> [Task directions] Give back an exact copy of the lines in the records below, from the line that has "ProviderDescriptor::builder(CODEX_ID, codex_launch())" through the line that has "let mut launch", and nothing besides.

^^^^^^^^

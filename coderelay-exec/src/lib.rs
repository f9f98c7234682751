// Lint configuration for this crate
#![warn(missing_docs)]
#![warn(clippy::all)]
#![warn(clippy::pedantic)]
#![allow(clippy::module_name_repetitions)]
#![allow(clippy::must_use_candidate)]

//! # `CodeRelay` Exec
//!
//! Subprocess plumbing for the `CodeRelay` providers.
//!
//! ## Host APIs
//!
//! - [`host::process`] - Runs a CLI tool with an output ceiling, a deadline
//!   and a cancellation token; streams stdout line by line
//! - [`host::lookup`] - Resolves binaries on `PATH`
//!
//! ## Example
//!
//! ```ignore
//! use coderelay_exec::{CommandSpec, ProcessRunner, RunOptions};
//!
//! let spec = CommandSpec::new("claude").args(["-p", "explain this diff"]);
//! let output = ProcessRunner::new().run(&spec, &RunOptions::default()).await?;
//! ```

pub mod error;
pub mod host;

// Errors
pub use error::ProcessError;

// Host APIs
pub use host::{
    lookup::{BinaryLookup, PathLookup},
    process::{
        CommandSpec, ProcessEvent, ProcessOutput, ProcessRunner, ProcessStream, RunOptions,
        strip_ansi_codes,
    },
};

^^^^^^^^

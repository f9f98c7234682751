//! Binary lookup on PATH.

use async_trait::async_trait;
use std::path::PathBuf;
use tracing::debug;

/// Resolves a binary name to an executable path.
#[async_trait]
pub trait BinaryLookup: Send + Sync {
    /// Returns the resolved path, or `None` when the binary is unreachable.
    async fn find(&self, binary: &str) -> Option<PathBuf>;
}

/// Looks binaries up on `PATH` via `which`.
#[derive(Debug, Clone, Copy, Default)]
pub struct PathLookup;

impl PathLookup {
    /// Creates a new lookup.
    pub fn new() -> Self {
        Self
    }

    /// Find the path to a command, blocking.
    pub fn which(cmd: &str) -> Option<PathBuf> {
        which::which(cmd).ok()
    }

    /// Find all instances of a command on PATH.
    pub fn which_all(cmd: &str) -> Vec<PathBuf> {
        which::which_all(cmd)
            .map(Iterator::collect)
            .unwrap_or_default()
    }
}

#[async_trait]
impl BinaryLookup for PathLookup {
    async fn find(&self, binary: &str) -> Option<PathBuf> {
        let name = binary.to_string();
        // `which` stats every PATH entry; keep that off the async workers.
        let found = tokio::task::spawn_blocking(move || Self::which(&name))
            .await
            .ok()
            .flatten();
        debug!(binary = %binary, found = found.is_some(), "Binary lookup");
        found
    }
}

^^^^^^^^

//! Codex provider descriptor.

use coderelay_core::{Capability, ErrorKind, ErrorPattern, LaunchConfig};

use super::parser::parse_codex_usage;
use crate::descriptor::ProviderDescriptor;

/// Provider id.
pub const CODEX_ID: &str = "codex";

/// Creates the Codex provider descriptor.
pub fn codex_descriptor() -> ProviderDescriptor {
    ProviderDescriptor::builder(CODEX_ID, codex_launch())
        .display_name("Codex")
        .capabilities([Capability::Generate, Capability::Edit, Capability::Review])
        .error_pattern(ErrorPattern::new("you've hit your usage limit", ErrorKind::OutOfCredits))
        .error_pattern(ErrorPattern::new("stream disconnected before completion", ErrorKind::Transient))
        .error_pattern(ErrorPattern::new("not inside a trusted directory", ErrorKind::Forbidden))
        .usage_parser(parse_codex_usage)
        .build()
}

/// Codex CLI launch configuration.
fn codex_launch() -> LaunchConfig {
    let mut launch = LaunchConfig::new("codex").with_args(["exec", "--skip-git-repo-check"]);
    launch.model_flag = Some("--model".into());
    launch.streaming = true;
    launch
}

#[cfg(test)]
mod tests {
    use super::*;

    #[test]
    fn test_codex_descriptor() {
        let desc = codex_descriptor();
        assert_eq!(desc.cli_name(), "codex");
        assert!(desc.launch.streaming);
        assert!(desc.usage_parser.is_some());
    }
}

^^^^^^^^

> [Output of the exercise]
    ProviderDescriptor::builder(CODEX_ID, codex_launch())
        .display_name("Codex")
        .capabilities([Capability::Generate, Capability::Edit, Capability::Review])
        .error_pattern(ErrorPattern::new("you've hit your usage limit", ErrorKind::OutOfCredits))
        .error_pattern(ErrorPattern::new("stream disconnected before completion", ErrorKind::Transient))
        .error_pattern(ErrorPattern::new("not inside a trusted directory", ErrorKind::Forbidden))
        .usage_parser(parse_codex_usage)
        .build()
}

/// Codex CLI launch configuration.
fn codex_launch() -> LaunchConfig {
    let mut launch = LaunchConfig::new("codex").with_args(["exec", "--skip-git-repo-check"]);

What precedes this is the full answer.